▼

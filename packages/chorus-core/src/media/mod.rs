//! Media items and resource resolution.
//!
//! - [`item`]: queued requests with one-shot lifecycle callbacks
//! - [`source`]: URL vs. search classification and supported source kinds
//! - [`resolver`]: the resolution pipeline and its collaborator traits
//! - [`stream`]: opened streams, probe results and playable resources
//! - [`sanitize`]: markup stripping for display text

pub mod item;
pub mod resolver;
pub mod sanitize;
pub mod source;
pub mod stream;

pub use item::{ItemPhase, MediaItem, MediaObserver, NoopObserver};
pub use resolver::{
    MediaResolver, MetadataProvider, SearchHit, SearchProvider, SourceResolver, TrackMetadata,
};
pub use sanitize::sanitize_text;
pub use source::{QueryKind, SourceKind};
pub use stream::{
    AudioCodec, HttpStreamSource, MediaStream, ProbeInfo, Resource, StreamSource,
};
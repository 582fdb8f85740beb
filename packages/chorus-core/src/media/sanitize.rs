//! Display text sanitization.
//!
//! Titles coming back from search and metadata services may contain HTML tags
//! and entities. Notices render plain text, so markup is stripped here.

/// Strips markup tags, decodes HTML entities and collapses whitespace.
#[must_use]
pub fn sanitize_text(raw: &str) -> String {
    let mut stripped = String::with_capacity(raw.len());
    let mut in_tag = false;
    for ch in raw.chars() {
        match ch {
            '<' => in_tag = true,
            '>' if in_tag => {
                in_tag = false;
                stripped.push(' ');
            }
            _ if !in_tag => stripped.push(ch),
            _ => {}
        }
    }

    let decoded = html_escape::decode_html_entities(&stripped);
    decoded.split_whitespace().collect::<Vec<_>>().join(" ")
}
//! Notification channel.
//!
//! This module provides:
//! - [`EventEmitter`] trait for domain services to emit events
//! - [`BroadcastEventBridge`] for fan-out to any number of subscribers
//! - Event types for playback notices and session lifecycle
//!
//! Rendering the notices (chat messages, UI toasts) is the host's job; the core
//! only says what happened and for how long a notice should stay visible.

mod bridge;
mod emitter;

pub use bridge::BroadcastEventBridge;
pub use emitter::{EventEmitter, LoggingEventEmitter, NoopEventEmitter};

use serde::Serialize;

use crate::voice::{ConnectionState, DestroyCause, SessionKey};

/// Events broadcast to notification consumers.
#[derive(Debug, Clone, Serialize)]
#[serde(tag = "category", rename_all = "camelCase")]
pub enum BroadcastEvent {
    /// Media item lifecycle notices.
    Playback(PlaybackEvent),

    /// Voice session lifecycle.
    Session(SessionEvent),
}

/// Notices driven by media item lifecycle callbacks.
///
/// Notices are keyed by `item_id`: a later notice for the same item replaces
/// the earlier one.
#[derive(Debug, Clone, PartialEq, Serialize)]
#[serde(tag = "type", rename_all = "camelCase", rename_all_fields = "camelCase")]
pub enum PlaybackEvent {
    /// An item started playing.
    NowPlaying {
        session_key: SessionKey,
        item_id: String,
        title: String,
        #[serde(skip_serializing_if = "Option::is_none")]
        image: Option<String>,
        /// Unix timestamp in milliseconds.
        timestamp: u64,
    },
    /// An item finished. The notice should disappear after `expires_after_ms`.
    PreviouslyPlayed {
        session_key: SessionKey,
        item_id: String,
        title: String,
        expires_after_ms: u64,
        /// Unix timestamp in milliseconds.
        timestamp: u64,
    },
    /// Any pending notice for the item should be removed.
    NoticeCleared {
        session_key: SessionKey,
        item_id: String,
        /// Unix timestamp in milliseconds.
        timestamp: u64,
    },
    /// An item failed to resolve or play.
    PlaybackFailed {
        session_key: SessionKey,
        item_id: String,
        title: String,
        /// Machine-readable error code.
        code: String,
        /// Human-readable error message.
        error: String,
        /// Unix timestamp in milliseconds.
        timestamp: u64,
    },
}

/// Voice session lifecycle events.
#[derive(Debug, Clone, PartialEq, Serialize)]
#[serde(tag = "type", rename_all = "camelCase", rename_all_fields = "camelCase")]
pub enum SessionEvent {
    /// The connection changed state.
    StateChanged {
        session_key: SessionKey,
        state: ConnectionState,
        /// Unix timestamp in milliseconds.
        timestamp: u64,
    },
    /// A rejoin was scheduled.
    Rejoining {
        session_key: SessionKey,
        /// One-based attempt number.
        attempt: u32,
        delay_ms: u64,
        /// Unix timestamp in milliseconds.
        timestamp: u64,
    },
    /// The session was destroyed and its subscription torn down.
    Destroyed {
        session_key: SessionKey,
        cause: DestroyCause,
        /// Unix timestamp in milliseconds.
        timestamp: u64,
    },
    /// One-shot notice announced before a process shutdown tears the session down.
    ShutdownNotice {
        session_key: SessionKey,
        message: String,
        /// Unix timestamp in milliseconds.
        timestamp: u64,
    },
}

impl PlaybackEvent {
    /// Returns the session this notice belongs to.
    #[must_use]
    pub fn session_key(&self) -> &SessionKey {
        match self {
            Self::NowPlaying { session_key, .. }
            | Self::PreviouslyPlayed { session_key, .. }
            | Self::NoticeCleared { session_key, .. }
            | Self::PlaybackFailed { session_key, .. } => session_key,
        }
    }
}

impl From<PlaybackEvent> for BroadcastEvent {
    fn from(event: PlaybackEvent) -> Self {
        BroadcastEvent::Playback(event)
    }
}

impl From<SessionEvent> for BroadcastEvent {
    fn from(event: SessionEvent) -> Self {
        BroadcastEvent::Session(event)
    }
}

#[cfg(test)]
mod tests {
    use super::*;

    #[test]
    fn playback_event_serializes_camel_case() {
        let event = BroadcastEvent::from(PlaybackEvent::PreviouslyPlayed {
            session_key: SessionKey::from("guild-1"),
            item_id: "item-1".into(),
            title: "Song".into(),
            expires_after_ms: 15_000,
            timestamp: 1,
        });

        let json = serde_json::to_value(&event).unwrap();
        assert_eq!(json["category"], "playback");
        assert_eq!(json["type"], "previouslyPlayed");
        assert_eq!(json["sessionKey"], "guild-1");
        assert_eq!(json["expiresAfterMs"], 15_000);
    }

    #[test]
    fn now_playing_omits_missing_image() {
        let event = PlaybackEvent::NowPlaying {
            session_key: SessionKey::from("guild-1"),
            item_id: "item-1".into(),
            title: "Song".into(),
            image: None,
            timestamp: 1,
        };
        let json = serde_json::to_value(&event).unwrap();
        assert!(json.get("image").is_none());
    }
}
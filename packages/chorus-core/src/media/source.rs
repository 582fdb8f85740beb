//! Query classification: direct URL vs. search text, and which URLs we can play.

use reqwest::Url;

/// Audio file extensions accepted for direct HTTP sources.
const DIRECT_AUDIO_EXTENSIONS: &[&str] = &["mp3", "m4a", "aac", "ogg", "opus", "flac", "wav", "webm"];

/// Kind of a directly playable source.
#[derive(Debug, Clone, Copy, PartialEq, Eq, Hash)]
pub enum SourceKind {
    /// A single YouTube video (watch, shorts or youtu.be link).
    YouTubeVideo,
    /// A single SoundCloud track.
    SoundCloudTrack,
    /// A plain HTTP(S) audio file.
    DirectAudio,
}

impl SourceKind {
    /// Detects the kind of a URL, or `None` if it is not a single playable track.
    ///
    /// Collection URLs (playlists, albums, sets) are rejected: they are expanded
    /// into individual items before they reach the queue.
    #[must_use]
    pub fn detect(url: &Url) -> Option<Self> {
        if !matches!(url.scheme(), "http" | "https") {
            return None;
        }
        let host = url.host_str()?.to_ascii_lowercase();
        let host = host
            .strip_prefix("www.")
            .or_else(|| host.strip_prefix("m."))
            .unwrap_or(&host);
        let segments: Vec<&str> = url
            .path_segments()
            .map(|s| s.filter(|seg| !seg.is_empty()).collect())
            .unwrap_or_default();

        match host {
            "youtube.com" | "music.youtube.com" => match segments.as_slice() {
                ["watch"] => url
                    .query_pairs()
                    .any(|(k, v)| k == "v" && !v.is_empty())
                    .then_some(Self::YouTubeVideo),
                ["shorts", _] => Some(Self::YouTubeVideo),
                _ => None,
            },
            "youtu.be" => (segments.len() == 1).then_some(Self::YouTubeVideo),
            "soundcloud.com" => match segments.as_slice() {
                [_, track] if *track != "sets" && *track != "tracks" => {
                    Some(Self::SoundCloudTrack)
                }
                _ => None,
            },
            _ => {
                let last = segments.last()?;
                let (_, ext) = last.rsplit_once('.')?;
                DIRECT_AUDIO_EXTENSIONS
                    .contains(&ext.to_ascii_lowercase().as_str())
                    .then_some(Self::DirectAudio)
            }
        }
    }

    /// Returns the kind as a short string identifier.
    #[must_use]
    pub const fn as_str(&self) -> &'static str {
        match self {
            Self::YouTubeVideo => "youtube_video",
            Self::SoundCloudTrack => "soundcloud_track",
            Self::DirectAudio => "direct_audio",
        }
    }
}

/// How a raw query should be resolved.
#[derive(Debug, Clone, PartialEq, Eq)]
pub enum QueryKind {
    /// The query is a URL and must be played directly.
    Url(Url),
    /// The query is free text for the search collaborator.
    Search(String),
}

impl QueryKind {
    /// Classifies a query. Only strings with an explicit `scheme://` count as URLs.
    #[must_use]
    pub fn classify(query: &str) -> Self {
        let query = query.trim();
        if query.contains("://") && !query.contains(char::is_whitespace) {
            if let Ok(url) = Url::parse(query) {
                return Self::Url(url);
            }
        }
        Self::Search(query.to_string())
    }
}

▲

Beginning with the line that contains "pub fn classify(query: &str)" and ending with the last line of the data above, return those lines exactly and nothing else.

    pub fn classify(query: &str) -> Self {
        let query = query.trim();
        if query.contains("://") && !query.contains(char::is_whitespace) {
            if let Ok(url) = Url::parse(query) {
                return Self::Url(url);
            }
        }
        Self::Search(query.to_string())
    }
}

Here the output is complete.